Misted with condensation, the Hub @75 is sandwiched between a fried chicken shop and a pharmacy on a small high street in west London’s White City. The shop fronts make up the ground floor of a redbrick low-rise block of flats, nestled in the area’s warren of council estates, modern developments and rows of houses.
Rain slaps down on the pavement as multiple people walk in and out of the Hub – it’s a foodbank drop-in, so visitors enter for everything from a chat over a cup of tea to an emergency parcel of food that will feed them and their family for the next three days.
The centre is run by the Hammersmith & Fulham Foodbank charity, and open six days a week. This wet afternoon, people sip soup or eat slices of cake at the smattering of tables in the brightly-lit, cramped front room as the six volunteers give advice and put boxes of donations together.
Other visitors sit at a bank of computers along the back wall. There are IT and employment workshops here as well as law and housing advice, cookery classes and board game and knitting afternoons.
The number of people who come in is rising, as it is across the country according to the anti-poverty charity Trussell Trust’s foodbank network.
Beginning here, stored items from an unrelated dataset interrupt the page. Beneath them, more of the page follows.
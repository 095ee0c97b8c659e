pub mod config;
pub mod import;
pub mod prices;
pub mod report;
pub mod tickets;
pub mod warranty;

use chrono::{NaiveDateTime, NaiveTime, Utc};

use crate::analyzer::filter::DateRange;
use crate::analyzer::period::default_period;
use crate::error::AppError;
use crate::parser::deserializers::parse_timestamp;

/// Current instant on the same naive-UTC scale as stored timestamps.
pub fn utc_now() -> NaiveDateTime {
    Utc::now().naive_utc()
}

/// Parses a user-supplied range bound. A bare date as the upper bound means the end of that day.
pub fn parse_bound(value: &str, end_of_day: bool) -> Result<NaiveDateTime, AppError> {
    let ts = parse_timestamp(value).ok_or_else(|| AppError::InvalidDate(value.to_string()))?;
    let bare_date = !value.trim().contains(|c: char| c == ' ' || c == 'T' || c == ':');
    if end_of_day && bare_date {
        let last = NaiveTime::from_hms_opt(23, 59, 59).unwrap_or(NaiveTime::MIN);
        return Ok(ts.date().and_time(last));
    }
    Ok(ts)
}

/// Builds the report window from optional bounds; missing bounds come from the
/// current-month default ending at `now`.
pub fn parse_range(
    from: Option<&str>,
    to: Option<&str>,
    now: NaiveDateTime,
) -> Result<DateRange, AppError> {
    let default = default_period(now);
    let start = match from {
        Some(s) => parse_bound(s, false)?,
        None => default.start,
    };
    let end = match to {
        Some(s) => parse_bound(s, true)?,
        None => default.end,
    };
    Ok(DateRange::new(start, end))
}

#[cfg(test)]
mod tests {
    use super::*;

    fn dt(s: &str) -> NaiveDateTime {
        NaiveDateTime::parse_from_str(s, "%Y-%m-%d %H:%M:%S").unwrap()
    }

    #[test]
    fn test_parse_range_bare_dates() {
        let range = parse_range(Some("2024-03-01"), Some("2024-03-10"), dt("2024-05-05 12:00:00"))
            .unwrap();
        assert_eq!(range.start, dt("2024-03-01 00:00:00"));
        assert_eq!(range.end, dt("2024-03-10 23:59:59"));
    }

    #[test]
    fn test_parse_range_explicit_time_kept() {
        let range = parse_range(None, Some("2024-03-10 08:00"), dt("2024-03-15 12:00:00")).unwrap();
        assert_eq!(range.start, dt("2024-03-01 00:00:00"));
        assert_eq!(range.end, dt("2024-03-10 08:00:00"));
    }

    #[test]
    fn test_parse_range_defaults_to_month() {
        let now = dt("2024-03-15 12:00:00");
        let range = parse_range(None, None, now).unwrap();
        assert_eq!(range, default_period(now));
    }

    #[test]
    fn test_default_range_uses_utc_clock() {
        let created = parse_timestamp(&Utc::now().to_rfc3339()).unwrap();
        let range = parse_range(None, None, utc_now()).unwrap();
        assert!(range.contains(created));
        assert!((range.end - created).num_seconds().abs() < 60);
    }

    #[test]
    fn test_offset_timestamp_inside_default_month() {
        // 01:00 on 1 March at UTC+5 is still 29 February in UTC
        let created = parse_timestamp("2024-03-01T01:00:00+05:00").unwrap();
        assert_eq!(created, dt("2024-02-29 20:00:00"));
        let february = parse_range(None, None, dt("2024-02-29 23:00:00")).unwrap();
        assert!(february.contains(created));
    }

    #[test]
    fn test_parse_range_invalid() {
        let err = parse_range(Some("yesterday"), None, dt("2024-03-15 12:00:00")).unwrap_err();
        assert!(matches!(err, AppError::InvalidDate(s) if s == "yesterday"));
    }
}
use rusqlite::Connection;

use super::migrations::run_migrations;

const PRAGMAS: &str = "
    PRAGMA journal_mode = WAL;
    PRAGMA synchronous = NORMAL;
    PRAGMA cache_size = -16000;
    PRAGMA foreign_keys = ON;
    PRAGMA busy_timeout = 5000;
    PRAGMA temp_store = MEMORY;
";

pub fn init_db(path: &str) -> Result<Connection, rusqlite::Error> {
    let conn = Connection::open(path)?;
    conn.execute_batch(PRAGMAS)?;
    run_migrations(&conn)?;
    log::info!("Store opened at {}", path);
    Ok(conn)
}

/// Fresh migrated database that lives only as long as the connection.
pub fn init_db_in_memory() -> Result<Connection, rusqlite::Error> {
    let conn = Connection::open_in_memory()?;
    conn.execute_batch("PRAGMA foreign_keys = ON;")?;
    run_migrations(&conn)?;
    Ok(conn)
}

#[cfg(test)]
mod tests {
    use super::*;

    #[test]
    fn test_migrations_set_user_version() {
        let conn = init_db_in_memory().unwrap();
        let version: u32 = conn
            .pragma_query_value(None, "user_version", |row| row.get(0))
            .unwrap();
        assert_eq!(version, 1);
    }

    #[test]
    fn test_migrations_idempotent() {
        let conn = init_db_in_memory().unwrap();
        run_migrations(&conn).unwrap();
        let tables: i64 = conn
            .query_row(
                "SELECT COUNT(*) FROM sqlite_master WHERE type = 'table'
                 AND name IN ('tickets', 'defect_repairs', 'warranty_cards', 'prices', 'config')",
                [],
                |row| row.get(0),
            )
            .unwrap();
        assert_eq!(tables, 5);
    }

    #[test]
    fn test_init_db_on_disk() {
        let dir = tempfile::tempdir().unwrap();
        let path = dir.path().join("store.db");
        let conn = init_db(path.to_str().unwrap()).unwrap();
        let mode: String = conn
            .pragma_query_value(None, "journal_mode", |row| row.get(0))
            .unwrap();
        assert_eq!(mode.to_lowercase(), "wal");
    }
}
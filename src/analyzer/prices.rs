use std::collections::BTreeMap;

use serde::{Deserialize, Serialize};

/// Per-type, per-model price lists. The first price of a list is the current one.
#[derive(Debug, Clone, Default, PartialEq, Serialize, Deserialize)]
#[serde(transparent)]
pub struct PriceTable(pub BTreeMap<String, BTreeMap<String, Vec<f64>>>);

#[derive(Debug, Clone, PartialEq, Serialize)]
#[serde(rename_all = "camelCase")]
pub struct PriceRow {
    #[serde(rename = "type")]
    pub equipment_type: String,
    pub model: String,
    pub price: Option<f64>,
}

impl PriceTable {
    pub fn price(&self, equipment_type: &str, model: &str) -> Option<f64> {
        self.0
            .get(equipment_type)
            .and_then(|models| models.get(model))
            .and_then(|prices| prices.first().copied())
    }

    /// Replaces the current price, creating the type/model entry when missing.
    pub fn set_price(&mut self, equipment_type: &str, model: &str, price: f64) {
        let prices = self
            .0
            .entry(equipment_type.to_string())
            .or_default()
            .entry(model.to_string())
            .or_default();
        match prices.first_mut() {
            Some(current) => *current = price,
            None => prices.push(price),
        }
    }

    /// Removes a model; the type goes too once it has no models left.
    /// Returns false when there was nothing to remove.
    pub fn remove_model(&mut self, equipment_type: &str, model: &str) -> bool {
        let Some(models) = self.0.get_mut(equipment_type) else {
            return false;
        };
        let removed = models.remove(model).is_some();
        if models.is_empty() {
            self.0.remove(equipment_type);
        }
        removed
    }

    /// Flat rows sorted by type, then model.
    pub fn rows(&self) -> Vec<PriceRow> {
        self.0
            .iter()
            .flat_map(|(equipment_type, models)| {
                models.iter().map(move |(model, prices)| PriceRow {
                    equipment_type: equipment_type.clone(),
                    model: model.clone(),
                    price: prices.first().copied(),
                })
            })
            .collect()
    }

    pub fn is_empty(&self) -> bool {
        self.0.is_empty()
    }
}
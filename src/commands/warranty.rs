use crate::analyzer::filter::{search_warranty_cards, WarrantySearch};
use crate::db::{insert, queries};
use crate::error::AppError;
use crate::parser::types::WarrantyCard;
use crate::state::{AppState, DbAccess};

pub fn search_warranty(
    state: &AppState,
    query: &str,
    by: WarrantySearch,
) -> Result<Vec<WarrantyCard>, AppError> {
    let cards = state.db(queries::load_warranty_cards)?;
    Ok(search_warranty_cards(&cards, query, by))
}

pub fn issue_warranty_card(state: &AppState, card: &WarrantyCard) -> Result<(), AppError> {
    if card.serials.is_empty() {
        return Err(AppError::Custom(format!(
            "Warranty card {} lists no serials",
            card.id
        )));
    }
    state.db(|conn| insert::insert_warranty_card(conn, card))?;
    log::info!("Issued warranty card {} for {}", card.id, card.phone);
    Ok(())
}
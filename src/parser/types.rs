use std::fmt;
use std::str::FromStr;

use chrono::NaiveDateTime;
use serde::{Deserialize, Serialize};

use super::deserializers::{de, parse_number};

/// Bucket label for records whose technician, type or part is missing.
pub const UNSPECIFIED: &str = "unspecified";

/// Returns `value`, or the "unspecified" bucket label when it is blank.
pub fn label_or_unspecified(value: &str) -> &str {
    if value.trim().is_empty() {
        UNSPECIFIED
    } else {
        value
    }
}

// ─── Raw documents (as stored, loosely typed) ────────────────────────────────

#[derive(Debug, Clone, Default, Deserialize)]
#[serde(rename_all = "camelCase")]
pub struct TicketRaw {
    #[serde(default, deserialize_with = "de::lenient_string")]
    pub id: Option<String>,
    #[serde(default, deserialize_with = "de::lenient_string")]
    pub client_name: Option<String>,
    #[serde(default, deserialize_with = "de::lenient_string")]
    pub client_phone: Option<String>,
    #[serde(default, deserialize_with = "de::lenient_string")]
    pub phone: Option<String>,
    #[serde(default, deserialize_with = "de::lenient_string")]
    pub city: Option<String>,
    #[serde(default, deserialize_with = "de::lenient_string")]
    pub technician: Option<String>,
    #[serde(default, deserialize_with = "de::lenient_string")]
    pub created_at: Option<String>,
    #[serde(default, deserialize_with = "de::lenient_string")]
    pub date: Option<String>,
    #[serde(default, deserialize_with = "de::lenient_string")]
    pub notes: Option<String>,
    #[serde(default, deserialize_with = "de::lenient_items")]
    pub equipment: Vec<EquipmentItemRaw>,
}

#[derive(Debug, Clone, Default, Deserialize)]
#[serde(rename_all = "camelCase")]
pub struct EquipmentItemRaw {
    #[serde(rename = "type", default, deserialize_with = "de::lenient_string")]
    pub equipment_type: Option<String>,
    #[serde(default, deserialize_with = "de::lenient_string")]
    pub custom_type: Option<String>,
    #[serde(default, deserialize_with = "de::lenient_string")]
    pub name: Option<String>,
    #[serde(default, deserialize_with = "de::lenient_string")]
    pub serial: Option<String>,
    #[serde(default, deserialize_with = "de::lenient_string")]
    pub status: Option<String>,
    #[serde(default, deserialize_with = "de::lenient_bool")]
    pub warranty: Option<bool>,
    #[serde(default, deserialize_with = "de::lenient_bool")]
    pub guarantee: Option<bool>,
    #[serde(default, deserialize_with = "de::lenient_string")]
    pub repair_details: Option<String>,
    #[serde(default, deserialize_with = "de::lenient_string")]
    pub services: Option<String>,
    #[serde(default, deserialize_with = "de::lenient_string")]
    pub repair_cost: Option<String>,
    #[serde(default, deserialize_with = "de::lenient_string")]
    pub price: Option<String>,
}

#[derive(Debug, Clone, Default, Deserialize)]
#[serde(rename_all = "camelCase")]
pub struct DefectRepairRaw {
    #[serde(default, deserialize_with = "de::lenient_string")]
    pub id: Option<String>,
    #[serde(rename = "type", default, deserialize_with = "de::lenient_string")]
    pub equipment_type: Option<String>,
    #[serde(default, deserialize_with = "de::lenient_string")]
    pub model: Option<String>,
    #[serde(default, deserialize_with = "de::lenient_string")]
    pub serial: Option<String>,
    #[serde(default, deserialize_with = "de::lenient_string")]
    pub part_used: Option<String>,
    #[serde(default, deserialize_with = "de::lenient_string")]
    pub technician: Option<String>,
    #[serde(default, deserialize_with = "de::lenient_string")]
    pub date: Option<String>,
    #[serde(default, deserialize_with = "de::lenient_string")]
    pub created_at: Option<String>,
    #[serde(default, deserialize_with = "de::lenient_f64")]
    pub retail_price: Option<f64>,
}

#[derive(Debug, Clone, Default, Deserialize)]
#[serde(rename_all = "camelCase")]
pub struct WarrantyCardRaw {
    #[serde(default, deserialize_with = "de::lenient_string")]
    pub id: Option<String>,
    #[serde(default, deserialize_with = "de::lenient_string")]
    pub phone: Option<String>,
    #[serde(default, deserialize_with = "de::lenient_string_list")]
    pub serials: Vec<String>,
    #[serde(default, deserialize_with = "de::lenient_string")]
    pub issued_at: Option<String>,
    #[serde(default, deserialize_with = "de::lenient_string")]
    pub date: Option<String>,
}

// ─── Normalized records ──────────────────────────────────────────────────────

/// Repair progress of a single equipment item.
#[derive(
    Debug, Clone, Copy, Default, PartialEq, Eq, Hash, PartialOrd, Ord, Serialize, Deserialize,
)]
pub enum RepairStatus {
    #[default]
    Diagnostics,
    InRepair,
    Done,
}

impl RepairStatus {
    /// Urgency rank: lower means the item needs attention sooner.
    pub fn rank(self) -> u8 {
        match self {
            RepairStatus::Diagnostics => 0,
            RepairStatus::InRepair => 1,
            RepairStatus::Done => 2,
        }
    }

    /// Accepts the canonical names as well as the labels used by the intake screens.
    pub fn parse_lenient(s: &str) -> Option<Self> {
        match s.trim().to_lowercase().as_str() {
            "diagnostics" | "диагностика" => Some(RepairStatus::Diagnostics),
            "inrepair" | "in-repair" | "in_repair" | "ремонт" => Some(RepairStatus::InRepair),
            "done" | "готово" => Some(RepairStatus::Done),
            _ => None,
        }
    }

    pub fn as_str(self) -> &'static str {
        match self {
            RepairStatus::Diagnostics => "Diagnostics",
            RepairStatus::InRepair => "InRepair",
            RepairStatus::Done => "Done",
        }
    }
}

impl fmt::Display for RepairStatus {
    fn fmt(&self, f: &mut fmt::Formatter<'_>) -> fmt::Result {
        f.write_str(self.as_str())
    }
}

impl FromStr for RepairStatus {
    type Err = String;

    fn from_str(s: &str) -> Result<Self, Self::Err> {
        RepairStatus::parse_lenient(s).ok_or_else(|| format!("Unknown repair status: {}", s))
    }
}

#[derive(Debug, Clone, Default, PartialEq, Serialize)]
#[serde(rename_all = "camelCase")]
pub struct EquipmentItem {
    #[serde(rename = "type")]
    pub equipment_type: String,
    pub custom_type: String,
    pub name: String,
    pub serial: String,
    pub status: RepairStatus,
    pub warranty: bool,
    pub repair_details: String,
    pub repair_cost: String,
}

/// Completion data recorded when an item is marked done.
#[derive(Debug, Clone, Default, PartialEq)]
pub struct RepairOutcome {
    pub warranty: bool,
    pub repair_details: String,
    pub repair_cost: String,
}

impl EquipmentItem {
    /// Display/grouping category: the free-text override wins whenever it is non-empty.
    pub fn effective_type(&self) -> &str {
        if self.custom_type.trim().is_empty() {
            &self.equipment_type
        } else {
            &self.custom_type
        }
    }

    /// Billable cost. Warranty repairs are always free, whatever was stored.
    pub fn effective_cost(&self) -> f64 {
        if self.warranty {
            0.0
        } else {
            parse_number(&self.repair_cost).unwrap_or(0.0)
        }
    }

    pub fn is_done(&self) -> bool {
        self.status == RepairStatus::Done
    }

    pub fn set_status(&mut self, status: RepairStatus) {
        self.status = status;
    }

    pub fn complete(&mut self, outcome: RepairOutcome) {
        self.status = RepairStatus::Done;
        self.warranty = outcome.warranty;
        if outcome.warranty {
            self.repair_details.clear();
            self.repair_cost.clear();
        } else {
            self.repair_details = outcome.repair_details;
            self.repair_cost = outcome.repair_cost;
        }
    }
}

#[derive(Debug, Clone, Default, PartialEq, Serialize)]
#[serde(rename_all = "camelCase")]
pub struct Ticket {
    pub id: String,
    pub client_name: String,
    pub client_phone: String,
    pub city: String,
    pub technician: String,
    pub created_at: Option<NaiveDateTime>,
    pub notes: String,
    pub equipment: Vec<EquipmentItem>,
}

impl Ticket {
    /// Minimum status rank over the items; a ticket with no items sorts after finished ones.
    pub fn urgency_rank(&self) -> u8 {
        self.equipment
            .iter()
            .map(|eq| eq.status.rank())
            .min()
            .unwrap_or(RepairStatus::Done.rank() + 1)
    }
}

#[derive(Debug, Clone, Default, PartialEq, Serialize)]
#[serde(rename_all = "camelCase")]
pub struct DefectRepair {
    pub id: String,
    #[serde(rename = "type")]
    pub equipment_type: String,
    pub model: String,
    pub serial: String,
    pub part_used: String,
    pub technician: String,
    pub date: Option<NaiveDateTime>,
    pub retail_price: Option<f64>,
}

impl DefectRepair {
    /// Bonus accrued by this repair, or None when no retail price was recorded.
    pub fn bonus(&self, rate: f64) -> Option<f64> {
        self.retail_price.map(|price| price * rate)
    }
}

#[derive(Debug, Clone, Default, PartialEq, Serialize)]
#[serde(rename_all = "camelCase")]
pub struct WarrantyCard {
    pub id: String,
    pub phone: String,
    pub serials: Vec<String>,
    pub issued_at: Option<NaiveDateTime>,
}

#[derive(Debug, Clone, Serialize)]
#[serde(rename_all = "camelCase")]
pub struct ParseWarning {
    pub index: usize,
    pub message: String,
}

#[cfg(test)]
mod tests {
    use super::*;

    fn item(cost: &str, warranty: bool) -> EquipmentItem {
        EquipmentItem {
            equipment_type: "Моноблок".into(),
            name: "AT810 i5".into(),
            serial: "SN-1".into(),
            status: RepairStatus::Done,
            warranty,
            repair_cost: cost.into(),
            ..Default::default()
        }
    }

    #[test]
    fn test_effective_type_prefers_custom() {
        let mut eq = item("", false);
        assert_eq!(eq.effective_type(), "Моноблок");
        eq.custom_type = "Весы".into();
        assert_eq!(eq.effective_type(), "Весы");
        eq.custom_type = "  ".into();
        assert_eq!(eq.effective_type(), "Моноблок");
    }

    #[test]
    fn test_effective_cost_warranty_is_zero() {
        assert_eq!(item("2500", true).effective_cost(), 0.0);
        assert_eq!(item("2500", false).effective_cost(), 2500.0);
    }

    #[test]
    fn test_effective_cost_non_numeric_is_zero() {
        assert_eq!(item("", false).effective_cost(), 0.0);
        assert_eq!(item("бесплатно", false).effective_cost(), 0.0);
    }

    #[test]
    fn test_complete_with_warranty_clears_billing() {
        let mut eq = item("", false);
        eq.status = RepairStatus::InRepair;
        eq.complete(RepairOutcome {
            warranty: true,
            repair_details: "Замена платы".into(),
            repair_cost: "3000".into(),
        });
        assert_eq!(eq.status, RepairStatus::Done);
        assert!(eq.warranty);
        assert!(eq.repair_cost.is_empty());
        assert!(eq.repair_details.is_empty());
    }

    #[test]
    fn test_complete_paid_keeps_billing() {
        let mut eq = item("", false);
        eq.complete(RepairOutcome {
            warranty: false,
            repair_details: "Замена платы".into(),
            repair_cost: "3000".into(),
        });
        assert_eq!(eq.repair_cost, "3000");
        assert_eq!(eq.effective_cost(), 3000.0);
    }

    #[test]
    fn test_status_parse_lenient() {
        assert_eq!(RepairStatus::parse_lenient("Готово"), Some(RepairStatus::Done));
        assert_eq!(RepairStatus::parse_lenient("Ремонт"), Some(RepairStatus::InRepair));
        assert_eq!(
            RepairStatus::parse_lenient("diagnostics"),
            Some(RepairStatus::Diagnostics)
        );
        assert_eq!(RepairStatus::parse_lenient("InRepair"), Some(RepairStatus::InRepair));
        assert_eq!(RepairStatus::parse_lenient("lost"), None);
        assert!("lost".parse::<RepairStatus>().is_err());
    }

    #[test]
    fn test_urgency_rank() {
        let mut ticket = Ticket {
            equipment: vec![item("", false)],
            ..Default::default()
        };
        assert_eq!(ticket.urgency_rank(), 2);
        ticket.equipment[0].status = RepairStatus::Diagnostics;
        assert_eq!(ticket.urgency_rank(), 0);
        ticket.equipment.clear();
        assert_eq!(ticket.urgency_rank(), 3);
    }

    #[test]
    fn test_defect_bonus() {
        let mut repair = DefectRepair {
            retail_price: Some(1000.0),
            ..Default::default()
        };
        assert_eq!(repair.bonus(0.04), Some(40.0));
        repair.retail_price = None;
        assert_eq!(repair.bonus(0.04), None);
    }

    #[test]
    fn test_label_or_unspecified() {
        assert_eq!(label_or_unspecified("Мади"), "Мади");
        assert_eq!(label_or_unspecified(""), UNSPECIFIED);
        assert_eq!(label_or_unspecified("  "), UNSPECIFIED);
    }
}
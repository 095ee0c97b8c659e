/// Repair analytics over finished equipment items: period totals, per-technician
/// breakdown and the merged current/previous daily series.
use std::collections::BTreeMap;

use chrono::{NaiveDate, NaiveDateTime};
use serde::{Deserialize, Serialize};

use super::filter::{active, matches_city, matches_technician, DateRange};
use super::period::day_key;
use crate::parser::types::{label_or_unspecified, EquipmentItem, Ticket};

// ─── Data Structures ─────────────────────────────────────────────────────────

#[derive(Debug, Clone, PartialEq, Serialize, Deserialize)]
#[serde(rename_all = "camelCase")]
pub struct ReportConfig {
    pub date_range: DateRange,
    #[serde(default)]
    pub city: Option<String>,
    #[serde(default)]
    pub technician: Option<String>,
    /// Effective types to keep; empty means every type.
    #[serde(default)]
    pub equipment_types: Vec<String>,
    #[serde(default)]
    pub warranty_only: bool,
}

impl ReportConfig {
    pub fn new(date_range: DateRange) -> Self {
        ReportConfig {
            date_range,
            city: None,
            technician: None,
            equipment_types: Vec::new(),
            warranty_only: false,
        }
    }
}

#[derive(Debug, Clone, Copy, Default, PartialEq, Serialize)]
#[serde(rename_all = "camelCase")]
pub struct PeriodStats {
    pub total: usize,
    pub warranty_count: usize,
    pub paid_count: usize,
    pub paid_sum: f64,
}

#[derive(Debug, Clone, PartialEq, Serialize)]
#[serde(rename_all = "camelCase")]
pub struct TechnicianStats {
    pub technician: String,
    pub total: usize,
    pub warranty_count: usize,
    pub paid_count: usize,
    pub paid_sum: f64,
}

#[derive(Debug, Clone, PartialEq, Eq, Serialize)]
#[serde(rename_all = "camelCase")]
pub struct DailyPoint {
    pub date: NaiveDate,
    pub current: usize,
    pub previous: usize,
}

/// A finished item together with the ticket that owns it.
#[derive(Debug, Clone, Copy)]
pub struct DoneItem<'a> {
    pub ticket: &'a Ticket,
    pub item: &'a EquipmentItem,
}

impl DoneItem<'_> {
    pub fn created_at(&self) -> Option<NaiveDateTime> {
        self.ticket.created_at
    }
}

// ─── Selection ───────────────────────────────────────────────────────────────

fn item_matches(item: &EquipmentItem, config: &ReportConfig) -> bool {
    let type_ok = config.equipment_types.is_empty()
        || config
            .equipment_types
            .iter()
            .any(|t| t == item.effective_type());
    let warranty_ok = !config.warranty_only || item.warranty;
    item.is_done() && type_ok && warranty_ok
}

/// Collects the finished items whose ticket passes the city/technician filters and whose
/// `createdAt` satisfies `in_window`. Ordered by ticket creation, oldest first.
pub fn select_done_items<'a>(
    tickets: &'a [Ticket],
    config: &ReportConfig,
    in_window: impl Fn(NaiveDateTime) -> bool,
) -> Vec<DoneItem<'a>> {
    let city = active(&config.city);
    let technician = active(&config.technician);

    let mut items: Vec<DoneItem<'a>> = tickets
        .iter()
        .filter(|t| t.created_at.map_or(false, &in_window))
        .filter(|t| matches_city(t, city) && matches_technician(t, technician))
        .flat_map(|ticket| {
            ticket
                .equipment
                .iter()
                .filter(move |item| item_matches(item, config))
                .map(move |item| DoneItem { ticket, item })
        })
        .collect();

    items.sort_by_key(|d| d.created_at());
    items
}

// ─── Aggregation ─────────────────────────────────────────────────────────────

impl PeriodStats {
    fn add(&mut self, item: &EquipmentItem) {
        self.total += 1;
        if item.warranty {
            self.warranty_count += 1;
        } else {
            self.paid_count += 1;
            self.paid_sum += item.effective_cost();
        }
    }
}

pub fn compute_period_stats(items: &[DoneItem<'_>]) -> PeriodStats {
    let mut stats = PeriodStats::default();
    for d in items {
        stats.add(d.item);
    }
    stats
}

/// Same metrics grouped by the owning ticket's technician, ordered by label.
/// Tickets without a technician are grouped under "unspecified".
pub fn compute_technician_stats(items: &[DoneItem<'_>]) -> Vec<TechnicianStats> {
    let mut groups: BTreeMap<&str, PeriodStats> = BTreeMap::new();
    for d in items {
        groups
            .entry(label_or_unspecified(&d.ticket.technician))
            .or_default()
            .add(d.item);
    }

    groups
        .into_iter()
        .map(|(technician, s)| TechnicianStats {
            technician: technician.to_string(),
            total: s.total,
            warranty_count: s.warranty_count,
            paid_count: s.paid_count,
            paid_sum: s.paid_sum,
        })
        .collect()
}

fn count_by_day(items: &[DoneItem<'_>]) -> BTreeMap<NaiveDate, usize> {
    let mut counts = BTreeMap::new();
    for d in items {
        if let Some(ts) = d.created_at() {
            *counts.entry(day_key(ts)).or_insert(0) += 1;
        }
    }
    counts
}

/// Merges both periods' daily counts into one date-ordered series. A date present in only
/// one period reports 0 for the other; dates absent from both are not emitted.
pub fn compute_daily_series(
    current: &[DoneItem<'_>],
    previous: &[DoneItem<'_>],
) -> Vec<DailyPoint> {
    let current_map = count_by_day(current);
    let previous_map = count_by_day(previous);

    let mut merged: BTreeMap<NaiveDate, DailyPoint> = BTreeMap::new();
    for (&date, &count) in &current_map {
        merged
            .entry(date)
            .or_insert(DailyPoint {
                date,
                current: 0,
                previous: 0,
            })
            .current = count;
    }
    for (&date, &count) in &previous_map {
        merged
            .entry(date)
            .or_insert(DailyPoint {
                date,
                current: 0,
                previous: 0,
            })
            .previous = count;
    }

    merged.into_values().collect()
}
This financial year, the Hub has given the equivalent of 66,000 meals to 6,650 recipients – up from 6,050 last financial year.
Christmas food to be restocked at a food bank. Photo: Getty
But you don’t need stats to see this is an overstretched operation. In the office behind the main room, no surface is left empty – the manager’s desk, cabinets and fold-out chairs host a portable hob, bottles of vegetable oil, crumpled stacked boxes of Scrabble, Draughts and other games, clear plastic boxes filled with honey, mince pies, more cooking oil, and three boxes contain sewing machines. An enormous printer towers over proceedings in the back left corner.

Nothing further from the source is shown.